Por Wesley Silas
Em resposta às acusações de apropriação indébita, a defesa da advogada Hellen C. P. da S. alega que todas as ações dela estão devidamente respaldadas por contratos de honorários e procurações válidas. Em nota ao Portal Atitude, o advogado Rayfran Vieira afirma que há registros documentais das tratativas com a cliente, incluindo cláusulas específicas sobre a remuneração pela atuação judicial.
Vieira ressalta que o inquérito corre sob segredo de justiça, “o que torna indevida sua publicização sem autorização judicial”, enfatiza que a fase policial é de índole inquisitiva, não se permitindo o pleno exercício do contraditório e da ampla defesa, garantias asseguradas pelo artigo 5º, inciso LV, da Constituição Federal. Segundo ele, os comprovantes mencionados serão apresentados oportunamente, em respeito ao devido processo legal.
Sem segredo de justiça
Ao contrário da declaração do advogado, a reportagem consultou processo no eProc do Tribunal de Justiça do Tocantins (TJTO) através da Consulta Pública, e constou que não há SEGREDO DE JUSTIÇA.

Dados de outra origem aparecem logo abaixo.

mod solar;
mod time;

pub use solar::{
    compute_solar_eci, compute_solar_eci_with, range_caveat, EphemerisRangeWarning, EpochScale,
    SolarCoordinates, EPHEMERIS_VALID_YEARS, J2000_JULIAN_DATE,
};
pub use time::{julian_day_number, Gmt, Timestamp, MAX_YEAR, MIN_YEAR};
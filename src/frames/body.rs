use nalgebra::Matrix3;
use serde::Serialize;

use crate::error::{PipelineError, PipelineResult};
use crate::geometry::{matrix_from_rows, orthonormality_error, DirectionVector};

/// Boresight azimuth of the reference optical assembly, radians.
pub const DEFAULT_BORESIGHT_AZIMUTH: f64 = 0.0866;
/// Boresight inclination of the reference optical assembly, radians.
pub const DEFAULT_BORESIGHT_INCLINATION: f64 = 0.3437;

fn check_rotation(field: &'static str, m: &Matrix3<f64>, tolerance: f64) -> PipelineResult<()> {
    if m.iter().any(|v| !v.is_finite()) {
        return Err(PipelineError::input_range(field, f64::NAN, "non-finite element"));
    }
    let error = orthonormality_error(m);
    if error > tolerance {
        return Err(PipelineError::input_range(field, error, "matrix is not orthonormal"));
    }
    let det = m.determinant();
    if (det - 1.0).abs() > tolerance {
        return Err(PipelineError::input_range(field, det, "determinant is not +1"));
    }
    Ok(())
}

/// ENU → Body rotation reported by the IMU. One snapshot per pipeline call.
#[derive(Debug, Clone, Copy, PartialEq, Serialize)]
pub struct AttitudeMatrix(Matrix3<f64>);

impl AttitudeMatrix {
    /// Rejects matrices whose `MᵀM` departs from identity, or whose
    /// determinant departs from one, by more than `tolerance`.
    pub fn new(matrix: Matrix3<f64>, tolerance: f64) -> PipelineResult<Self> {
        check_rotation("attitude", &matrix, tolerance)?;
        Ok(Self(matrix))
    }

    pub fn from_rows(rows: [[f64; 3]; 3], tolerance: f64) -> PipelineResult<Self> {
        Self::new(matrix_from_rows(rows), tolerance)
    }

    /// Mount body aligned with East-North-Up.
    pub fn identity() -> Self {
        Self(Matrix3::identity())
    }

    pub fn matrix(&self) -> &Matrix3<f64> {
        &self.0
    }
}

/// Body → SFS rotation, fixed by the optical and mechanical assembly.
#[derive(Debug, Clone, Copy, PartialEq, Serialize)]
pub struct CalibrationMatrix(Matrix3<f64>);

impl CalibrationMatrix {
    pub fn from_matrix(matrix: Matrix3<f64>, tolerance: f64) -> PipelineResult<Self> {
        check_rotation("calibration", &matrix, tolerance)?;
        Ok(Self(matrix))
    }

    pub fn from_rows(rows: [[f64; 3]; 3], tolerance: f64) -> PipelineResult<Self> {
        Self::from_matrix(matrix_from_rows(rows), tolerance)
    }

    /// Build from the boresight azimuth and inclination (radians) of the
    /// sensor's field of view in the body frame.
    pub fn from_boresight(azimuth: f64, inclination: f64) -> Self {
        let (sin_az, cos_az) = azimuth.sin_cos();
        let (sin_inc, cos_inc) = inclination.sin_cos();
        Self(Matrix3::new(
            cos_inc * cos_az, cos_inc * sin_az, sin_inc, //
            -sin_az, cos_az, 0.0, //
            -sin_inc * cos_az, -sin_inc * sin_az, cos_inc,
        ))
    }

    pub fn matrix(&self) -> &Matrix3<f64> {
        &self.0
    }
}

impl Default for CalibrationMatrix {
    fn default() -> Self {
        Self::from_boresight(DEFAULT_BORESIGHT_AZIMUTH, DEFAULT_BORESIGHT_INCLINATION)
    }
}

pub fn enu_to_body(enu: &DirectionVector, attitude: &AttitudeMatrix) -> DirectionVector {
    attitude.0 * enu
}

pub fn body_to_sfs(body: &DirectionVector, calibration: &CalibrationMatrix) -> DirectionVector {
    calibration.0 * body
}

pub fn enu_to_sfs(
    enu: &DirectionVector,
    attitude: &AttitudeMatrix,
    calibration: &CalibrationMatrix,
) -> DirectionVector {
    body_to_sfs(&enu_to_body(enu, attitude), calibration)
}
use thiserror::Error;

#[derive(Debug, Error, Clone, PartialEq)]
pub enum PipelineError {
    #[error("{field} out of range ({value}): {reason}")]
    InputRange {
        field: &'static str,
        value: f64,
        reason: &'static str,
    },
    #[error("singular projection: x component is zero")]
    SingularProjection,
    #[error("cannot normalize a zero-length vector")]
    DegenerateVector,
}

impl PipelineError {
    pub(crate) fn input_range(field: &'static str, value: f64, reason: &'static str) -> Self {
        PipelineError::InputRange {
            field,
            value,
            reason,
        }
    }
}

pub type PipelineResult<T> = Result<T, PipelineError>;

O advogado também invoca o princípio constitucional da presunção de inocência, previsto no artigo 5º, inciso LVII, que estabelece que “ninguém será considerado culpado até o trânsito em julgado de sentença penal condenatória”. Vieira critica a divulgação de acusações sem esclarecimento adequado, argumentando que isso contribui para a antecipação indevida de julgamentos e compromete a dignidade da profissional envolvida, ferindo garantias fundamentais do Estado Democrático de Direito.
Confira aqui neste link a íntegra da nota.
Sobre o Caso
O delegado responsável pela investigação na 86ª DP, Alicindo Augusto de Souza, revelou que o crime vinha sendo praticado de forma reiterada desde 2022. “Até o momento, identificamos ao menos seis vítimas, todas lesadas de maneira semelhante. Quando questionada pelos clientes, a investigada evitava o contato ou dava respostas evasivas, dificultando o acesso às informações reais sobre os valores recebidos”, detalhou o delegado em release da Diretoria de Comunicação da Secretaria da Segurança Pública.
O promotor de Justiça, Reinaldo Kock Filho, incluiu na denúncia a necessidade de reparação dos danos materiais, fixados em R$ 31.326,57, e solicitou ao juiz a imposição de um dano moral mínimo de R$ 8.000,00. “A denunciada já foi indiciada quatro vezes pelo mesmo crime de apropriação indébita”, destacou o promotor.
O Ministério Público solicitou ainda a suspensão cautelar do registro na OAB da advogada, enfatizando o risco de novas vítimas. “É evidente que a denunciada utiliza sua profissão para cometer ilícitos contra vítimas majoritariamente vulneráveis”, argumenta o MP.
O juiz da Primeira Vara Criminal de Gurupi, Dr. Baldui Rocha Giovannini, acatou o pedido do Ministério Público e determinou a suspensão cautelar do registro da OAB da advogada, que teria causado um prejuízo de R$ 31.326,57 a vítima que é portadora de deficiência. A Ordem dos Advogados do Brasil (OAB) garantiu que não se furtará de assegurar a correta apuração da conduta ética e profissional da advogada envolvida; porém pediu que fosse “oficiado a OAB/TO acerca do fato, deixando este juízo de determinar qualquer medida” quanto à suspensão cautelar do registro da OAB da advogada.